Paper pots also work fine. Cilantro also likes its roots cool to prevent from bolting. Mulching works.Does not like hot afternoon sun. JUst morning sun is enough.
A couple of people have asked the same question that I have but the suggestions don't seem to work. I planted cilantro seeds about 4 weeks ago and the plants are 4 inches tall with small leaves but the stem looks very frail and the plants seems unable to stand. I have been watering them very carefully and moving the pot around to allow for sun during the morning and late afternoon but kept it in the shade during the heat in the afternoon but it has not helped. The leaves are also very small. Any suggestions?
It sounds like they are not getting enough sun and heat.
But you can pour a fistfull of fine soil around each to hold them up untill they grow stronger roots.
True that cilantro is a cool crop but in order to get established they need sun and heat.
Don't worry about getting too much heat at this stage. Let them grow more first.Then provide then cooler spot with less sun.
Cilantro is a cool loving plant and will bolt in hot weather. As for freezing it depends on how long you Want to keep the leaves. If you are just going to use it in a few months I just place it into a baggy and freeze. If you want to save it longer it needs to be vaccum sealed or it will get freezer burn (the mosture will come out of the leaves and they will dry out and lose a lot of flavor as well as take on flavors you just won't like.
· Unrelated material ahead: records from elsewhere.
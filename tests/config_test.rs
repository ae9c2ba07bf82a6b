//! Tests for configuration loading from disk.

use std::io::Write;
use std::sync::Arc;
use std::time::Duration;

use statline::providers::StaticProvider;
use statline::resolve::ScorerKind;
use statline::{Config, StatEngine, StatlineError};

fn write_config(content: &str) -> tempfile::NamedTempFile {
    let mut file = tempfile::NamedTempFile::new().unwrap();
    file.write_all(content.as_bytes()).unwrap();
    file
}

#[test]
fn loads_explicit_file() {
    let file = write_config(
        r#"
        [cache]
        player_stats_ttl_secs = 600

        [resolver]
        auto_accept = 0.9
        scorer = "levenshtein"

        [aggregation]
        default_limit = 25
        season = "2023"

        [upstream]
        timeout_secs = 5
        retry_attempts = 1
    "#,
    );

    let config = Config::load(Some(file.path())).unwrap();
    assert_eq!(config.cache.player_stats_ttl_secs, 600);
    // untouched fields keep defaults
    assert_eq!(config.cache.team_roster_ttl_secs, 6 * 3600);
    assert_eq!(config.resolver.scorer, ScorerKind::Levenshtein);
    assert_eq!(config.aggregation.default_limit, 25);
    assert_eq!(config.fetch_timeout(), Duration::from_secs(5));

    let aggregation = config.aggregation_config();
    assert_eq!(aggregation.default_season, "2023");
    assert_eq!(aggregation.fetch_timeout, Duration::from_secs(5));
    assert_eq!(config.retry_config().max_attempts, 1);
    assert_eq!(config.resolver_config().auto_accept, 0.9);
}

#[test]
fn missing_explicit_file_is_an_error() {
    let dir = tempfile::tempdir().unwrap();
    let err = Config::load(Some(dir.path().join("absent.toml").as_path())).unwrap_err();
    assert!(matches!(err, StatlineError::Configuration(_)));
}

#[test]
fn malformed_file_is_an_error() {
    let file = write_config("[cache\nmax_entries = ");
    let err = Config::load(Some(file.path())).unwrap_err();
    assert!(matches!(err, StatlineError::Configuration(_)));
}

#[test]
fn invalid_values_are_rejected() {
    let file = write_config("[upstream]\ntimeout_secs = 0\n");
    assert!(Config::load(Some(file.path())).is_err());

    let file = write_config("[aggregation]\ndefault_limit = 0\n");
    assert!(Config::load(Some(file.path())).is_err());

    let file = write_config("[resolver]\nauto_accept = 1.5\n");
    assert!(Config::load(Some(file.path())).is_err());
}

#[test]
fn empty_file_is_all_defaults() {
    let file = write_config("");
    assert_eq!(Config::load(Some(file.path())).unwrap(), Config::default());
}

#[tokio::test]
async fn builder_applies_cache_ttls() {
    let config = Config::from_toml_str(
        r#"
        [cache]
        player_identity_ttl_secs = 30
        team_roster_ttl_secs = 120
    "#,
    )
    .unwrap();

    let engine = StatEngine::builder()
        .config(&config)
        .provider(Arc::new(StaticProvider::default()))
        .build()
        .unwrap();

    let ttl = engine.cache().ttl_policy();
    assert_eq!(ttl.player_identity, Duration::from_secs(30));
    assert_eq!(ttl.team_roster, Duration::from_secs(120));
    assert_eq!(ttl.player_stats, Duration::from_secs(3600));
}
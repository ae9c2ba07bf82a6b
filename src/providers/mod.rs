//! Upstream collaborators: traits, decorators, and a fixture-backed provider.

pub mod fixture;
pub mod retry;
pub mod traits;

pub use fixture::{Fixture, FixtureStats, StaticProvider};
pub use retry::{RetryConfig, RetryingProvider};
pub use traits::{RosterProvider, StatsProvider};

use std::future::Future;
use std::time::{Duration, Instant};

use tracing::warn;

use crate::telemetry;
use crate::{Result, StatlineError};

/// Run one upstream call bounded by `timeout`, recording request metrics.
///
/// A timeout becomes [`StatlineError::Timeout`]; it is a fetch failure like
/// any other and callers must not touch the cache on it.
pub(crate) async fn bounded<T, Fut>(operation: &'static str, timeout: Duration, fut: Fut) -> Result<T>
where
    Fut: Future<Output = Result<T>>,
{
    let start = Instant::now();
    let result = match tokio::time::timeout(timeout, fut).await {
        Ok(result) => result,
        Err(_) => Err(StatlineError::Timeout {
            operation,
            after: timeout,
        }),
    };

    let status = if result.is_ok() { "ok" } else { "error" };
    metrics::counter!(telemetry::UPSTREAM_REQUESTS_TOTAL,
        "operation" => operation,
        "status" => status,
    )
    .increment(1);
    metrics::histogram!(telemetry::UPSTREAM_DURATION_SECONDS, "operation" => operation)
        .record(start.elapsed().as_secs_f64());

    if let Err(ref e) = result {
        warn!(operation, error = %e, "upstream call failed");
    }
    result
}
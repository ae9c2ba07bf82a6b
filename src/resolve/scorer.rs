//! Pluggable name similarity.
//!
//! The resolver only ever asks "how similar are these two normalized
//! names?"; which algorithm answers is chosen at construction time.

use std::collections::BTreeSet;
use std::str::FromStr;
use std::sync::Arc;

use serde::{Deserialize, Serialize};

use crate::StatlineError;

/// Similarity strategy. Scores are in `[0, 1]`, 1 meaning identical.
pub trait NameScorer: Send + Sync {
    fn score(&self, a: &str, b: &str) -> f64;
}

/// Jaro-Winkler similarity; rewards shared prefixes, forgiving of typos
/// near the end of a name.
#[derive(Debug, Clone, Copy, Default)]
pub struct JaroWinklerScorer;

impl NameScorer for JaroWinklerScorer {
    fn score(&self, a: &str, b: &str) -> f64 {
        strsim::jaro_winkler(a, b)
    }
}

/// Normalized Levenshtein similarity (`1 - distance / max_len`).
#[derive(Debug, Clone, Copy, Default)]
pub struct LevenshteinScorer;

impl NameScorer for LevenshteinScorer {
    fn score(&self, a: &str, b: &str) -> f64 {
        strsim::normalized_levenshtein(a, b)
    }
}

/// Jaccard overlap of whitespace-separated tokens; order-insensitive,
/// so "allen josh" matches "josh allen" exactly.
#[derive(Debug, Clone, Copy, Default)]
pub struct TokenJaccardScorer;

impl NameScorer for TokenJaccardScorer {
    fn score(&self, a: &str, b: &str) -> f64 {
        let ta: BTreeSet<&str> = a.split_whitespace().collect();
        let tb: BTreeSet<&str> = b.split_whitespace().collect();
        if ta.is_empty() && tb.is_empty() {
            return 1.0;
        }
        let inter = ta.intersection(&tb).count();
        let union = ta.union(&tb).count();
        inter as f64 / union as f64
    }
}

/// Named scorer selection for configuration files.
#[derive(Debug, Clone, Copy, Default, PartialEq, Eq, Serialize, Deserialize)]
#[serde(rename_all = "snake_case")]
pub enum ScorerKind {
    #[default]
    JaroWinkler,
    Levenshtein,
    TokenJaccard,
}

impl ScorerKind {
    pub fn build(self) -> Arc<dyn NameScorer> {
        match self {
            ScorerKind::JaroWinkler => Arc::new(JaroWinklerScorer),
            ScorerKind::Levenshtein => Arc::new(LevenshteinScorer),
            ScorerKind::TokenJaccard => Arc::new(TokenJaccardScorer),
        }
    }
}

impl FromStr for ScorerKind {
    type Err = StatlineError;

    fn from_str(s: &str) -> Result<Self, Self::Err> {
        match s.trim().to_lowercase().replace('-', "_").as_str() {
            "jaro_winkler" => Ok(ScorerKind::JaroWinkler),
            "levenshtein" => Ok(ScorerKind::Levenshtein),
            "token_jaccard" => Ok(ScorerKind::TokenJaccard),
            other => Err(StatlineError::Configuration(format!(
                "unknown name scorer '{other}'"
            ))),
        }
    }
}
use std::sync::Arc;
use std::sync::atomic::{AtomicU32, Ordering};
use std::time::Duration;

use async_trait::async_trait;
use statline::providers::retry::{RetryConfig, RetryingProvider};
use statline::providers::traits::{RosterProvider, StatsProvider};
use statline::{PlayerRecord, Result, Roster, StatLine, StatlineError, Team};

/// Mock provider that fails N times then succeeds.
struct FailThenSucceed {
    fail_count: AtomicU32,
    fail_with: fn() -> StatlineError,
    total_calls: AtomicU32,
}

impl FailThenSucceed {
    fn new(failures: u32, fail_with: fn() -> StatlineError) -> Self {
        Self {
            fail_count: AtomicU32::new(failures),
            fail_with,
            total_calls: AtomicU32::new(0),
        }
    }

    fn call_count(&self) -> u32 {
        self.total_calls.load(Ordering::Relaxed)
    }

    fn attempt(&self) -> Result<()> {
        self.total_calls.fetch_add(1, Ordering::Relaxed);
        let remaining = self.fail_count.load(Ordering::Relaxed);
        if remaining > 0 {
            self.fail_count.fetch_sub(1, Ordering::Relaxed);
            return Err((self.fail_with)());
        }
        Ok(())
    }
}

#[async_trait]
impl RosterProvider for FailThenSucceed {
    fn name(&self) -> &str {
        "mock-retry"
    }

    async fn fetch_team_list(&self, sport: &str) -> Result<Vec<Team>> {
        self.attempt()?;
        Ok(vec![Team::new("DAL", "Dallas Cowboys", "DAL", sport)])
    }

    async fn fetch_team_roster(&self, _sport: &str, team_id: &str) -> Result<Roster> {
        self.attempt()?;
        Ok(Roster::new(team_id, vec![]))
    }

    async fn fetch_player_by_name(&self, _sport: &str, _name: &str) -> Result<Option<PlayerRecord>> {
        self.attempt()?;
        Ok(None)
    }
}

#[async_trait]
impl StatsProvider for FailThenSucceed {
    fn name(&self) -> &str {
        "mock-retry"
    }

    async fn fetch_player_stats(
        &self,
        _sport: &str,
        _player_id: &str,
        _season: &str,
        _metrics: &[String],
    ) -> Result<StatLine> {
        self.attempt()?;
        Ok(StatLine::new().with("sacks", 12.5))
    }
}

fn fast(max_attempts: u32) -> RetryConfig {
    RetryConfig::new()
        .max_attempts(max_attempts)
        .initial_delay(Duration::from_millis(1))
}

fn unavailable() -> StatlineError {
    StatlineError::Unavailable("503 Service Unavailable".into())
}

#[tokio::test]
async fn retries_on_transient_error_then_succeeds() {
    let inner = Arc::new(FailThenSucceed::new(2, || StatlineError::RateLimited {
        retry_after: None,
    }));
    let provider = RetryingProvider::new(inner.clone(), fast(3));

    let result = provider.fetch_player_stats("NFL", "1", "2024", &[]).await;

    assert_eq!(result.unwrap().get("sacks"), Some(12.5));
    assert_eq!(inner.call_count(), 3); // 2 failures + 1 success
}

#[tokio::test]
async fn gives_up_after_max_attempts() {
    let inner = Arc::new(FailThenSucceed::new(10, unavailable));
    let provider = RetryingProvider::new(inner.clone(), fast(3));

    let result = provider.fetch_team_list("NFL").await;

    assert!(matches!(result, Err(StatlineError::Unavailable(_))));
    assert_eq!(inner.call_count(), 3);
}

#[tokio::test]
async fn does_not_retry_permanent_errors() {
    let inner = Arc::new(FailThenSucceed::new(1, || StatlineError::Upstream {
        operation: "fetch_team_roster",
        message: "404 Not Found".into(),
    }));
    let provider = RetryingProvider::new(inner.clone(), fast(3));

    let result = provider.fetch_team_roster("NFL", "XXX").await;

    assert!(matches!(result, Err(StatlineError::Upstream { .. })));
    assert_eq!(inner.call_count(), 1);
}

#[tokio::test]
async fn does_not_retry_timeouts() {
    let inner = Arc::new(FailThenSucceed::new(1, || StatlineError::Timeout {
        operation: "fetch_player_by_name",
        after: Duration::from_secs(10),
    }));
    let provider = RetryingProvider::new(inner.clone(), fast(3));

    let result = provider.fetch_player_by_name("NFL", "Micah Parsons").await;

    assert!(matches!(result, Err(StatlineError::Timeout { .. })));
    assert_eq!(inner.call_count(), 1);
}

#[tokio::test]
async fn not_found_lookup_is_not_retried() {
    let inner = Arc::new(FailThenSucceed::new(0, unavailable));
    let provider = RetryingProvider::new(inner.clone(), fast(3));

    let result = provider.fetch_player_by_name("NFL", "Nobody").await.unwrap();

    assert!(result.is_none());
    assert_eq!(inner.call_count(), 1);
}

#[tokio::test]
async fn disabled_retry_makes_one_attempt() {
    let inner = Arc::new(FailThenSucceed::new(1, unavailable));
    let provider = RetryingProvider::new(inner.clone(), RetryConfig::disabled());

    assert!(provider.fetch_team_list("NFL").await.is_err());
    assert_eq!(inner.call_count(), 1);
}

#[tokio::test(start_paused = true)]
async fn retry_after_hint_sets_the_delay() {
    let inner = Arc::new(FailThenSucceed::new(1, || StatlineError::RateLimited {
        retry_after: Some(Duration::from_secs(7)),
    }));
    let provider = RetryingProvider::new(inner.clone(), fast(2));

    let start = tokio::time::Instant::now();
    provider
        .fetch_player_stats("NFL", "1", "2024", &[])
        .await
        .unwrap();

    assert!(start.elapsed() >= Duration::from_secs(7));
    assert_eq!(inner.call_count(), 2);
}

#[tokio::test(start_paused = true)]
async fn backoff_grows_between_attempts() {
    let inner = Arc::new(FailThenSucceed::new(3, unavailable));
    let provider = RetryingProvider::new(
        inner.clone(),
        RetryConfig::new()
            .max_attempts(4)
            .initial_delay(Duration::from_millis(100)),
    );

    let start = tokio::time::Instant::now();
    provider.fetch_team_list("NFL").await.unwrap();

    // 100ms + 200ms + 400ms
    assert!(start.elapsed() >= Duration::from_millis(700));
    assert_eq!(inner.call_count(), 4);
}

#[tokio::test]
async fn decorator_keeps_inner_name() {
    let inner = Arc::new(FailThenSucceed::new(0, unavailable));
    let provider = RetryingProvider::new(inner, RetryConfig::default());
    assert_eq!(RosterProvider::name(&provider), "mock-retry");
    assert_eq!(StatsProvider::name(&provider), "mock-retry");
}
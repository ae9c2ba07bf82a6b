//! Tests for metrics integration.
//!
//! Uses `metrics_util::debugging::DebuggingRecorder` to capture and assert
//! on emitted metrics without needing a real exporter.

use std::sync::Arc;

use metrics_util::MetricKind;
use metrics_util::debugging::{DebugValue, DebuggingRecorder};

use statline::cache::{DomainCache, PLAYER_LOOKUP_CALLS_SAVED};
use statline::providers::StaticProvider;
use statline::resolve::{Resolver, ResolverConfig};
use statline::telemetry;
use statline::{PlayerRecord, StatLine, Team};

// ============================================================================
// Snapshot type alias for readability
// ============================================================================

type SnapshotVec = Vec<(
    metrics_util::CompositeKey,
    Option<metrics::Unit>,
    Option<metrics::SharedString>,
    DebugValue,
)>;

// ============================================================================
// Helpers
// ============================================================================

/// Sum all counter values matching a metric name and, optionally, one label.
fn counter_total(snapshot: &SnapshotVec, name: &str, label: Option<(&str, &str)>) -> u64 {
    snapshot
        .iter()
        .filter(|(key, _, _, _)| key.kind() == MetricKind::Counter && key.key().name() == name)
        .filter(|(key, _, _, _)| match label {
            Some((k, v)) => key.key().labels().any(|l| l.key() == k && l.value() == v),
            None => true,
        })
        .map(|(_, _, _, value)| match value {
            DebugValue::Counter(v) => *v,
            _ => 0,
        })
        .sum()
}

/// Check if any histogram entries exist for a given metric name.
fn has_histogram(snapshot: &SnapshotVec, name: &str) -> bool {
    snapshot
        .iter()
        .any(|(key, _, _, _)| key.kind() == MetricKind::Histogram && key.key().name() == name)
}

fn league() -> StaticProvider {
    StaticProvider::default()
        .with_team(Team::new("DAL", "Dallas Cowboys", "DAL", "NFL"))
        .with_player(PlayerRecord::new("1", "Micah Parsons", "LB", "DAL", "NFL"))
        .with_stats("NFL", "1", "2024", StatLine::new().with("sacks", 12.5))
}

// ============================================================================
// Tests
// ============================================================================

#[test]
fn cache_lookups_record_namespace_counters() {
    let recorder = DebuggingRecorder::new();
    let snapshotter = recorder.snapshotter();

    metrics::with_local_recorder(&recorder, || {
        let cache = DomainCache::new();
        cache.get_player("NFL", "micah parsons");
        cache.set_player(
            "NFL",
            "micah parsons",
            Arc::new(PlayerRecord::new("1", "Micah Parsons", "LB", "DAL", "NFL")),
        );
        cache.get_player("NFL", "micah parsons");
        cache.get_stats("NFL", "1", "2024", &["sacks"]);
    });

    let snapshot = snapshotter.snapshot().into_vec();

    assert_eq!(
        counter_total(
            &snapshot,
            telemetry::CACHE_HITS_TOTAL,
            Some(("namespace", "player_identity"))
        ),
        1
    );
    assert_eq!(
        counter_total(
            &snapshot,
            telemetry::CACHE_MISSES_TOTAL,
            Some(("namespace", "player_identity"))
        ),
        1
    );
    assert_eq!(
        counter_total(
            &snapshot,
            telemetry::CACHE_MISSES_TOTAL,
            Some(("namespace", "player_stats"))
        ),
        1
    );
    assert_eq!(
        counter_total(&snapshot, telemetry::API_CALLS_SAVED_TOTAL, None),
        PLAYER_LOOKUP_CALLS_SAVED
    );
}

#[test]
fn expiry_sweep_records_evictions() {
    let recorder = DebuggingRecorder::new();
    let snapshotter = recorder.snapshotter();

    let runtime = tokio::runtime::Builder::new_current_thread()
        .enable_time()
        .start_paused(true)
        .build()
        .unwrap();

    let removed = metrics::with_local_recorder(&recorder, || {
        runtime.block_on(async {
            let cache = DomainCache::new();
            cache.set_stats("NFL", "1", "2024", &["sacks"], StatLine::new());
            tokio::time::advance(std::time::Duration::from_secs(3601)).await;
            cache.clear_expired()
        })
    });
    assert_eq!(removed, 1);

    let snapshot = snapshotter.snapshot().into_vec();
    assert_eq!(
        counter_total(
            &snapshot,
            telemetry::CACHE_EVICTIONS_TOTAL,
            Some(("namespace", "player_stats"))
        ),
        1
    );
}

/// Runs async code within a local recorder scope on the multi-thread runtime.
///
/// `block_in_place` ensures the sync `with_local_recorder` closure stays
/// on the current thread while `block_on` drives the inner async work.
#[tokio::test(flavor = "multi_thread", worker_threads = 1)]
async fn resolution_records_upstream_and_outcome_metrics() {
    let recorder = DebuggingRecorder::new();
    let snapshotter = recorder.snapshotter();

    let result = metrics::with_local_recorder(&recorder, || {
        tokio::task::block_in_place(|| {
            tokio::runtime::Handle::current().block_on(async {
                let resolver = Resolver::new(
                    Arc::new(DomainCache::new()),
                    Arc::new(league()),
                    ResolverConfig::default(),
                );
                resolver.resolve("NFL", "Micah Parsons").await
            })
        })
    });
    assert!(result.unwrap().is_resolved());

    let snapshot = snapshotter.snapshot().into_vec();

    // team list plus one roster
    assert_eq!(
        counter_total(
            &snapshot,
            telemetry::UPSTREAM_REQUESTS_TOTAL,
            Some(("status", "ok"))
        ),
        2
    );
    assert!(
        has_histogram(&snapshot, telemetry::UPSTREAM_DURATION_SECONDS),
        "expected a duration histogram entry"
    );
    assert_eq!(
        counter_total(
            &snapshot,
            telemetry::RESOLUTIONS_TOTAL,
            Some(("outcome", "resolved"))
        ),
        1
    );
}

#[tokio::test(flavor = "multi_thread", worker_threads = 1)]
async fn not_found_resolution_is_labelled() {
    let recorder = DebuggingRecorder::new();
    let snapshotter = recorder.snapshotter();

    let _result = metrics::with_local_recorder(&recorder, || {
        tokio::task::block_in_place(|| {
            tokio::runtime::Handle::current().block_on(async {
                let resolver = Resolver::new(
                    Arc::new(DomainCache::new()),
                    Arc::new(league()),
                    ResolverConfig::default(),
                );
                resolver.resolve("NFL", "Zzyzx Qqq").await
            })
        })
    });

    let snapshot = snapshotter.snapshot().into_vec();
    assert_eq!(
        counter_total(
            &snapshot,
            telemetry::RESOLUTIONS_TOTAL,
            Some(("outcome", "not_found"))
        ),
        1
    );
    // the name lookup went upstream too
    assert_eq!(
        counter_total(&snapshot, telemetry::UPSTREAM_REQUESTS_TOTAL, None),
        3
    );
}

#[test]
fn no_recorder_is_a_no_op() {
    let cache = DomainCache::new();
    assert!(cache.get_player("NFL", "anyone").is_none());
    assert_eq!(cache.stats().misses, 1);
}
A few very simple, very important things to remember when growing Cilantro. They love being grown in bunches. They do not like a lot of heat, but love a lot of sun.
Ok, not sure if anyone still reads/checks this forum? I have found the information very helpful. I do have a question? My cilantro is in a large pot and is nicely forming the coriander seeds. They are still green. There is also very little of the fern type leaves still on the plant. I see that the general opinion is that the seeds need to dry out turn tan/brown before harvesting. this might be silly, but do I continue to water the plant or just let it dry out?
if the seeds are fully formed i'd cease with the water...
I'd continue watering. You don't want to kill the plant; you want to let the seeds dry naturally on the living plant, then harvest the seeds. The plant itself will die at some point, but don't kill it by under- (or over-) watering.
This subject may have been beat to death by now, but I'll throw in my 2 cents. Remember that cilantro is an annual, not a perennial like sage; it grows for one cycle, sets seeds and the plant dies. As others have pointed out, the best way to ensure a continuous supply of cilantro during hot weather is to keep planting seeds, and the plants do best if sown and not transplanted. However, germinating seeds in soil temps above 80F is difficult. Mulching and sowing seeds in a garden spot that is shaded in late afternoon by other plants can help. Also, root temperatures above 75F triggers bolting, so plants growing in a pot are likely to bolt sooner. Here in zone 7, we let our cilantro go to seed each spring and reap a double bonus: the white flowers attract beneficial insects and the resulting seeds sprout again in the fall...everywhere! Sometimes we have plants overwinter and we can even scrounge a few leaves for winter cooking.
So once the cilantro starts to bolt do I have to dig it up and place new seeds? I'm very new to this and very uneducated.
There's no need to dig it up. You can let it seeds and use the seeds in cooking or just let it self sow. But you will need to keep sowing at regular intervals to have a continuous fresh supply.